Macron : À des années-lumière de l’émancipation humaine

mardi 12 juin 2018.
 

En évoquant ce fil conducteur de «  l’émancipation  » pour guider sa politique, le chef de l’État prend le risque d’être contesté sur ses finalités.

1) La liberté doit s’articuler à l’égalité par Clémentine Autain, députée France insoumise de Seine-Saint-Denis

Clementine Autain : Les tenants du libéralisme surfent sur une ambiguïté fondamentale qui se cristallise dans la proximité du terme avec celui de «  liberté  ». Par un tour de passe-passe, éminemment sonore, ils prétendent donc «  libérer les énergies  », comme l’entonne du matin au soir la Macronie, et ainsi contribuer à l’émancipation des individus et de la société. L’entourloupe est aussi ancienne que le libéralisme économique.

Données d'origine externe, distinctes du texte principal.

//! Settlement: realizing PnL when markets resolve.

use std::collections::HashMap;

use chrono::Utc;
use rust_decimal::prelude::ToPrimitive;
use rust_decimal::Decimal;
use tracing::info;

use crate::core::domain::{
    MarketId, Outcome, PlanId, PnlOutcome, PnlRecord, TokenId,
};
use crate::core::store::{Repository, SharedRepository};
use crate::error::{Error, Result};

/// Settles executed plans against resolved market outcomes.
pub struct SettlementService {
    repo: SharedRepository,
}

impl SettlementService {
    #[must_use]
    pub fn new(repo: SharedRepository) -> Self {
        Self { repo }
    }

    /// Settle one plan. `overrides` wins over recorded settlement history;
    /// if any touched market has no resolution from either source the call
    /// aborts without writing anything.
    ///
    /// Per fill: `payout = 1` iff the resolved outcome matches the fill
    /// direction's outcome; `pnl = (payout − avg_price)·size − fee`.
    pub async fn settle_plan(
        &self,
        plan_id: &PlanId,
        overrides: &HashMap<MarketId, Outcome>,
    ) -> Result<PnlRecord> {
        let plan = self
            .repo
            .get_plan(plan_id)
            .await?
            .ok_or_else(|| Error::NotFound(format!("plan {plan_id}")))?;
        let fills = self.repo.list_fills_by_plan(plan_id).await?;
        if fills.is_empty() {
            return Err(Error::Conflict(format!("plan {plan_id} has no fills")));
        }

        // Resolve every market up front; partial settlement is not allowed.
        let mut outcomes: HashMap<TokenId, Outcome> = HashMap::new();
        let mut missing: Vec<String> = Vec::new();
        for fill in &fills {
            if outcomes.contains_key(&fill.token_id) {
                continue;
            }
            let Some(token) = self.repo.get_token(&fill.token_id).await? else {
                missing.push(fill.token_id.to_string());
                continue;
            };
            let outcome = match overrides.get(&token.market_id) {
                Some(outcome) => Some(*outcome),
                None => self
                    .repo
                    .get_settlement(&token.market_id)
                    .await?
                    .map(|s| s.outcome),
            };
            match outcome {
                Some(outcome) => {
                    outcomes.insert(fill.token_id.clone(), outcome);
                }
                None => missing.push(token.market_id.to_string()),
            }
        }
        if !missing.is_empty() {
            missing.sort();
            missing.dedup();
            return Err(Error::Conflict(format!(
                "missing market outcomes: {}",
                missing.join(", ")
            )));
        }

        let mut realized_pnl = Decimal::ZERO;
        let mut total_cost = Decimal::ZERO;
        let mut slippage_loss = Decimal::ZERO;
        let mut any_slippage = false;
        for fill in &fills {
            let outcome = outcomes[&fill.token_id];
            let payout = if outcome == fill.direction.outcome() {
                Decimal::ONE
            } else {
                Decimal::ZERO
            };
            realized_pnl += (payout - fill.avg_price) * fill.filled_size - fill.fee;
            total_cost += fill.avg_price * fill.filled_size + fill.fee;
            if let Some(slippage) = fill.slippage {
                slippage_loss += slippage;
                any_slippage = true;
            }
        }

        let realized_roi = if total_cost.is_zero() {
            None
        } else {
            (realized_pnl / total_cost).to_f64()
        };
        let outcome = match realized_pnl.cmp(&Decimal::ZERO) {
            std::cmp::Ordering::Greater => PnlOutcome::Win,
            std::cmp::Ordering::Less => PnlOutcome::Loss,
            std::cmp::Ordering::Equal => PnlOutcome::Partial,
        };

        let expected_edge = self
            .repo
            .get_opportunity(&plan.opportunity_id)
            .await?
            .map_or(Decimal::ZERO, |o| o.edge_pct);
        let mut record = self
            .repo
            .get_pnl_record(plan_id)
            .await?
            .unwrap_or_else(|| {
                PnlRecord::pending(plan_id.clone(), plan.strategy.clone(), expected_edge)
            });
        record.strategy = plan.strategy.clone();
        record.realized_pnl = Some(realized_pnl);
        record.realized_roi = realized_roi;
        record.slippage_loss = any_slippage.then_some(slippage_loss);
        record.outcome = outcome;
        record.settled_at = Some(Utc::now());
        self.repo.upsert_pnl_record(&record).await?;

        // The opportunity reaches its terminal state here; the plan keeps
        // whatever execution status it ended with.
        if self
            .repo
            .get_opportunity(&plan.opportunity_id)
            .await?
            .is_some()
        {
            self.repo
                .update_opportunity_status(
                    &plan.opportunity_id,
                    crate::core::domain::OpportunityStatus::Executed,
                )
                .await?;
        }

        info!(
            plan = %plan_id,
            realized_pnl = %realized_pnl,
            roi = ?realized_roi,
            outcome = outcome.as_str(),
            "plan settled"
        );
        Ok(record)
    }
}

#[cfg(test)]
mod tests {
    use super::*;
    use crate::core::domain::{
        Candidate, EventId, ExecutionPlan, Fill, Market, MarketSettlement, Opportunity,
        PlanStatus, Token, TradeDirection,
    };
    use crate::core::store::{MemoryRepository, Repository};
    use rust_decimal_macros::dec;
    use std::sync::Arc;

    async fn seed_market(repo: &dyn Repository, market: &str, yes: &str, no: &str) {
        repo.upsert_market(&Market {
            id: MarketId::from(market),
            event_id: EventId::from("e1"),
            slug: market.into(),
            question: "?".into(),
            condition_id: format!("0x{market}"),
            tick_size: dec!(0.01),
            active: true,
            closed: false,
            neg_risk: false,
        })
        .await
        .unwrap();
        repo.upsert_token(&Token {
            id: TokenId::from(yes),
            market_id: MarketId::from(market),
            outcome: Outcome::Yes,
        })
        .await
        .unwrap();
        repo.upsert_token(&Token {
            id: TokenId::from(no),
            market_id: MarketId::from(market),
            outcome: Outcome::No,
        })
        .await
        .unwrap();
    }

    async fn seed_plan(repo: &dyn Repository) -> PlanId {
        let opp = Opportunity::from_candidate(
            Candidate {
                strategy: "arbitrage_sum".into(),
                legs: vec![],
                event_id: None,
                primary_market_id: None,
                edge_pct: dec!(0.1),
                edge_usd: dec!(10),
                max_size: dec!(100),
                confidence: 0.9,
                risk_score: 0.1,
                expires_at: Utc::now() + chrono::Duration::minutes(5),
                data_age_ms: 0,
                signal_ids: vec![],
                reasoning: String::new(),
                warnings: vec![],
            },
            Utc::now(),
        );
        repo.insert_opportunity(&opp).await.unwrap();
        let plan = ExecutionPlan {
            id: PlanId::generate(),
            opportunity_id: opp.id,
            status: PlanStatus::Executed,
            strategy: "arbitrage_sum".into(),
            planned_size_usd: dec!(33.65),
            max_loss_usd: dec!(33.65),
            kelly_fraction: 0.1,
            legs: vec![],
            params: Default::default(),
            preflight_result: None,
            created_at: Utc::now(),
            executed_at: Some(Utc::now()),
        };
        repo.insert_plan(&plan).await.unwrap();
        plan.id
    }

    fn fill(plan: &PlanId, token: &str, size: Decimal, price: Decimal, fee: Decimal) -> Fill {
        Fill {
            plan_id: plan.clone(),
            token_id: TokenId::from(token),
            direction: TradeDirection::BuyYes,
            filled_size: size,
            avg_price: price,
            fee,
            slippage: None,
            filled_at: Utc::now(),
        }
    }

    #[tokio::test]
    async fn settlement_identity_over_two_fills() {
        let repo = Arc::new(MemoryRepository::new());
        seed_market(repo.as_ref(), "ma", "t-yes-a", "t-no-a").await;
        seed_market(repo.as_ref(), "mb", "t-yes-b", "t-no-b").await;
        let plan_id = seed_plan(repo.as_ref()).await;

        repo.insert_fill(&fill(&plan_id, "t-yes-a", dec!(50), dec!(0.40), dec!(0.1)))
            .await
            .unwrap();
        repo.insert_fill(&fill(&plan_id, "t-yes-b", dec!(30), dec!(0.45), dec!(0.05)))
            .await
            .unwrap();

        let overrides: HashMap<MarketId, Outcome> = [
            (MarketId::from("ma"), Outcome::Yes),
            (MarketId::from("mb"), Outcome::No),
        ]
        .into_iter()
        .collect();

        let service = SettlementService::new(Arc::clone(&repo) as SharedRepository);
        let record = service.settle_plan(&plan_id, &overrides).await.unwrap();

        // pnl_a = (1-0.40)*50 - 0.1 = 29.9; pnl_b = (0-0.45)*30 - 0.05 = -13.55
        assert_eq!(record.realized_pnl, Some(dec!(16.35)));
        let roi = record.realized_roi.unwrap();
        assert!((roi - 16.35 / 33.65).abs() < 1e-9, "got {roi}");
        assert_eq!(record.outcome, PnlOutcome::Win);
        assert!(record.settled_at.is_some());

        // Plan keeps its executed status.
        let plan = repo.get_plan(&plan_id).await.unwrap().unwrap();
        assert_eq!(plan.status, PlanStatus::Executed);
    }

    #[tokio::test]
    async fn unresolved_market_aborts_settlement() {
        let repo = Arc::new(MemoryRepository::new());
        seed_market(repo.as_ref(), "ma", "t-yes-a", "t-no-a").await;
        let plan_id = seed_plan(repo.as_ref()).await;
        repo.insert_fill(&fill(&plan_id, "t-yes-a", dec!(50), dec!(0.40), dec!(0)))
            .await
            .unwrap();

        let service = SettlementService::new(Arc::clone(&repo) as SharedRepository);
        let err = service.settle_plan(&plan_id, &HashMap::new()).await.unwrap_err();
        let text = err.to_string();
        assert!(text.contains("missing market outcomes"), "got {text}");
        assert!(text.contains("ma"));

        // Nothing was written.
        assert!(repo.get_pnl_record(&plan_id).await.unwrap().is_none());
    }

    #[tokio::test]
    async fn settlement_history_supplies_outcomes() {
        let repo = Arc::new(MemoryRepository::new());
        seed_market(repo.as_ref(), "ma", "t-yes-a", "t-no-a").await;
        repo.upsert_settlement(&MarketSettlement {
            market_id: MarketId::from("ma"),
            event_id: EventId::from("e1"),
            outcome: Outcome::Yes,
            labels: vec![],
            initial_yes_price: None,
            final_yes_price: None,
            settled_at: Utc::now(),
        })
        .await
        .unwrap();
        let plan_id = seed_plan(repo.as_ref()).await;
        repo.insert_fill(&fill(&plan_id, "t-yes-a", dec!(100), dec!(0.40), dec!(0)))
            .await
            .unwrap();

        let service = SettlementService::new(Arc::clone(&repo) as SharedRepository);
        let record = service.settle_plan(&plan_id, &HashMap::new()).await.unwrap();
        assert_eq!(record.realized_pnl, Some(dec!(60.00)));
    }
}
//! Opportunity manager: dedup, caps and aging for live opportunities.

use chrono::Utc;
use tracing::{debug, info, warn};

use crate::core::domain::{Candidate, Opportunity, OpportunityStatus};
use crate::core::store::{Repository, SharedRepository};
use crate::error::Result;

#[derive(Debug, Clone)]
pub struct OpportunityManagerConfig {
    /// Cap on live (active) opportunities per strategy.
    pub max_per_strategy: usize,
}

impl Default for OpportunityManagerConfig {
    fn default() -> Self {
        Self {
            max_per_strategy: 10,
        }
    }
}

/// Admits evaluator candidates into the live opportunity set.
pub struct OpportunityManager {
    repo: SharedRepository,
    config: OpportunityManagerConfig,
}

impl OpportunityManager {
    #[must_use]
    pub fn new(repo: SharedRepository, config: OpportunityManagerConfig) -> Self {
        Self { repo, config }
    }

    /// Admit one tick's worth of candidates. Returns the opportunities
    /// actually inserted.
    pub async fn admit(&self, candidates: Vec<Candidate>) -> Result<Vec<Opportunity>> {
        if candidates.is_empty() {
            return Ok(Vec::new());
        }
        let now = Utc::now();
        let active = self
            .repo
            .list_opportunities_by_status(OpportunityStatus::Active)
            .await?;

        let mut inserted = Vec::new();
        for candidate in candidates {
            if candidate.expires_at <= now {
                continue;
            }
            let key = candidate.dedup_key();
            if active.iter().any(|o| o.dedup_key() == key)
                || inserted.iter().any(|o: &Opportunity| o.dedup_key() == key)
            {
                debug!(key = %key, "duplicate candidate dropped");
                continue;
            }

            let strategy_live = active
                .iter()
                .filter(|o| o.strategy == candidate.strategy)
                .count()
                + inserted
                    .iter()
                    .filter(|o: &&Opportunity| o.strategy == candidate.strategy)
                    .count();
            if strategy_live >= self.config.max_per_strategy {
                // Over cap: only the weakest live opportunity may be
                // displaced, and only by a stronger candidate.
                let Some(weakest) = active
                    .iter()
                    .filter(|o| o.strategy == candidate.strategy)
                    .min_by(|a, b| {
                        a.risk_adjusted_edge()
                            .partial_cmp(&b.risk_adjusted_edge())
                            .unwrap_or(std::cmp::Ordering::Equal)
                    })
                else {
                    continue;
                };
                if candidate.risk_adjusted_edge() <= weakest.risk_adjusted_edge() {
                    debug!(
                        strategy = %candidate.strategy,
                        "candidate below the cap floor, dropped"
                    );
                    continue;
                }
                self.repo
                    .update_opportunity_status(&weakest.id, OpportunityStatus::Cancelled)
                    .await?;
                info!(
                    displaced = %weakest.id,
                    strategy = %candidate.strategy,
                    "weakest live opportunity displaced"
                );
            }

            let opportunity = Opportunity::from_candidate(candidate, now);
            self.repo.insert_opportunity(&opportunity).await?;
            info!(
                id = %opportunity.id,
                strategy = %opportunity.strategy,
                edge_pct = %opportunity.edge_pct,
                legs = opportunity.legs.len(),
                "opportunity admitted"
            );
            inserted.push(opportunity);
        }
        Ok(inserted)
    }

    /// Move active opportunities past their expiry to `expired`. Returns
    /// the count aged out.
    pub async fn age_out(&self) -> Result<usize> {
        let now = Utc::now();
        let active = self
            .repo
            .list_opportunities_by_status(OpportunityStatus::Active)
            .await?;
        let mut aged = 0;
        for opportunity in active {
            if opportunity.is_expired(now) {
                if let Err(e) = self
                    .repo
                    .update_opportunity_status(&opportunity.id, OpportunityStatus::Expired)
                    .await
                {
                    warn!(id = %opportunity.id, error = %e, "failed to expire opportunity");
                    continue;
                }
                aged += 1;
            }
        }
        if aged > 0 {
            info!(aged, "opportunities expired");
        }
        Ok(aged)
    }
}

#[cfg(test)]
mod tests {
    use super::*;
    use crate::core::domain::{MarketId, OpportunityLeg, TokenId, TradeDirection};
    use crate::core::store::{MemoryRepository, Repository};
    use rust_decimal_macros::dec;
    use std::sync::Arc;

    fn candidate(strategy: &str, market: &str, edge: rust_decimal::Decimal) -> Candidate {
        Candidate {
            strategy: strategy.into(),
            legs: vec![OpportunityLeg {
                market_id: MarketId::from(market),
                token_id: TokenId::from(format!("{market}-yes")),
                direction: TradeDirection::BuyYes,
                target_price: dec!(0.40),
                current_best_ask: Some(dec!(0.40)),
                size_hint: None,
            }],
            event_id: None,
            primary_market_id: Some(MarketId::from(market)),
            edge_pct: edge,
            edge_usd: edge * dec!(100),
            max_size: dec!(100),
            confidence: 0.8,
            risk_score: 0.2,
            expires_at: Utc::now() + chrono::Duration::minutes(5),
            data_age_ms: 10,
            signal_ids: vec![],
            reasoning: String::new(),
            warnings: vec![],
        }
    }

    fn manager(repo: &Arc<MemoryRepository>, cap: usize) -> OpportunityManager {
        OpportunityManager::new(
            Arc::clone(repo) as SharedRepository,
            OpportunityManagerConfig {
                max_per_strategy: cap,
            },
        )
    }

    #[tokio::test]
    async fn duplicate_candidates_are_dropped() {
        let repo = Arc::new(MemoryRepository::new());
        let mgr = manager(&repo, 10);

        let first = mgr
            .admit(vec![candidate("arbitrage_sum", "m1", dec!(0.10))])
            .await
            .unwrap();
        assert_eq!(first.len(), 1);

        // Same (strategy, market) again: deduped against the live set.
        let second = mgr
            .admit(vec![candidate("arbitrage_sum", "m1", dec!(0.12))])
            .await
            .unwrap();
        assert!(second.is_empty());
    }

    #[tokio::test]
    async fn cap_displaces_only_weaker_opportunities() {
        let repo = Arc::new(MemoryRepository::new());
        let mgr = manager(&repo, 2);

        mgr.admit(vec![
            candidate("s", "m1", dec!(0.05)),
            candidate("s", "m2", dec!(0.10)),
        ])
        .await
        .unwrap();

        // Weaker than both live ones: dropped.
        let rejected = mgr.admit(vec![candidate("s", "m3", dec!(0.01))]).await.unwrap();
        assert!(rejected.is_empty());

        // Stronger than the weakest: displaces it.
        let admitted = mgr.admit(vec![candidate("s", "m4", dec!(0.20))]).await.unwrap();
        assert_eq!(admitted.len(), 1);

        let active = repo
            .list_opportunities_by_status(OpportunityStatus::Active)
            .await
            .unwrap();
        assert_eq!(active.len(), 2);
        assert!(!active
            .iter()
            .any(|o| o.primary_market_id.as_ref().unwrap().as_str() == "m1"));
    }

    #[tokio::test]
    async fn age_out_expires_stale_opportunities() {
        let repo = Arc::new(MemoryRepository::new());
        let mgr = manager(&repo, 10);

        let mut stale = candidate("s", "m1", dec!(0.10));
        stale.expires_at = Utc::now() + chrono::Duration::milliseconds(1);
        mgr.admit(vec![stale]).await.unwrap();

        tokio::time::sleep(std::time::Duration::from_millis(5)).await;
        assert_eq!(mgr.age_out().await.unwrap(), 1);

        let expired = repo
            .list_opportunities_by_status(OpportunityStatus::Expired)
            .await
            .unwrap();
        assert_eq!(expired.len(), 1);
    }

    #[tokio::test]
    async fn already_expired_candidates_are_ignored() {
        let repo = Arc::new(MemoryRepository::new());
        let mgr = manager(&repo, 10);

        let mut dead = candidate("s", "m1", dec!(0.10));
        dead.expires_at = Utc::now() - chrono::Duration::seconds(1);
        let admitted = mgr.admit(vec![dead]).await.unwrap();
        assert!(admitted.is_empty());
    }
}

En revendiquant, voire s’arrogeant le principe de liberté, il s’agit de promouvoir une économie de la concurrence, de la dérégulation, de l’accaparement des richesses par un capital toujours plus affamé et son sinistre corollaire consumériste. Nous connaissons le funeste résultat de ces politiques qui sont menées depuis des décennies partout en Europe et qu’Emmanuel Macron a choisi d’accélérer et d’amplifier. Plus le profit et la rente sont libérés de contraintes, de ponctions redistributives, plus la pauvreté et les inégalités explosent.

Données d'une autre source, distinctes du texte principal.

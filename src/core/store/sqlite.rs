//! SQLite repository implementation using Diesel.

use async_trait::async_trait;
use chrono::{DateTime, Utc};
use diesel::prelude::*;
use diesel::r2d2::{ConnectionManager, PooledConnection};
use rust_decimal::Decimal;

use super::Repository;
use crate::core::db::model::{
    fmt_ts, BookRow, DailyStatsRow, EventRow, EventTagRow, ExecutionRuleRow, FillRow, HealthRow,
    JournalEntryRow, LastTradeRow, MarketLabelRow, MarketReviewRow, MarketRow,
    MarketSettlementRow, NewFillRow, OpportunityRow, OrderRow, PlanRow, PnlRecordRow,
    PortfolioSnapshotRow, PositionRow, SignalRow, SignalSourceRow, StrategyDailyStatsRow,
    StrategyRow, SyncStateRow, SystemSettingRow, TagRow, TokenRow,
};
use crate::core::db::{schema, DbPool};
use crate::core::domain::{
    BookSnapshot, DailyStats, Event, EventId, EventTag, ExecutionPlan, ExecutionRule, Fill,
    JournalEntry, LastTrade, Market, MarketDataHealth, MarketId, MarketLabel, MarketReview,
    MarketSettlement, Opportunity, OpportunityId, OpportunityStatus, Order, OrderStatus, PlanId,
    PlanStatus, PnlRecord, PortfolioSnapshot, Position, Signal, SignalSource, SignalType,
    Strategy, StrategyDailyStats, SyncState, SystemSetting, Tag, Token, TokenId,
};
use crate::error::{Error, Result};

type Conn = PooledConnection<ConnectionManager<SqliteConnection>>;

/// SQLite-backed repository.
pub struct SqliteRepository {
    pool: DbPool,
}

impl SqliteRepository {
    /// Create a new SQLite repository over an existing pool.
    #[must_use]
    pub fn new(pool: DbPool) -> Self {
        Self { pool }
    }

    fn conn(&self) -> Result<Conn> {
        self.pool.get().map_err(|e| Error::Connection(e.to_string()))
    }
}

fn db_err(e: diesel::result::Error) -> Error {
    Error::Database(e.to_string())
}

La politique économique libérale contrevient à l’intérêt concret des catégories populaires qui voient leur qualité de vie s’abaisser. Avec d’autres, comme Martha Nussbaum, le prix Nobel d’économie Amartya Sen a développé l’idée simple selon laquelle la liberté n’est qu’un mirage si l’on n’a pas de toit sur la tête, de quoi manger, se soigner, s’éduquer, se cultiver. Une société qui progresse est une société qui développe les «  capabilités  » des individus, autrement dit les possibilités pour chaque personne de devenir autonome, libre parce que pleinement sujet de sa vie. La liberté chevillée au corps de la Macronie est celle du capital et des puissants. Elle ne peut être autre chose.

Le propos du ministre Christophe Castaner sur ces sans-abri qui refuseraient une place en centres d’hébergement par «  liberté  » doit être pris au sérieux. Nous sommes au bout d’une logique qui considère que chacune, chacun possède a priori toutes les clés de son autonomie, et donc la faculté de choisir sa vie. Cette assertion est une négation des processus de domination, d’exploitation, d’aliénation. Viser l’émancipation suppose a contrario de battre en brèche les mécanismes qui fondent ces rapports sociaux, et non de les ignorer. Pour ne pas être réservée aux dominants, la liberté doit s’articuler à l’égalité.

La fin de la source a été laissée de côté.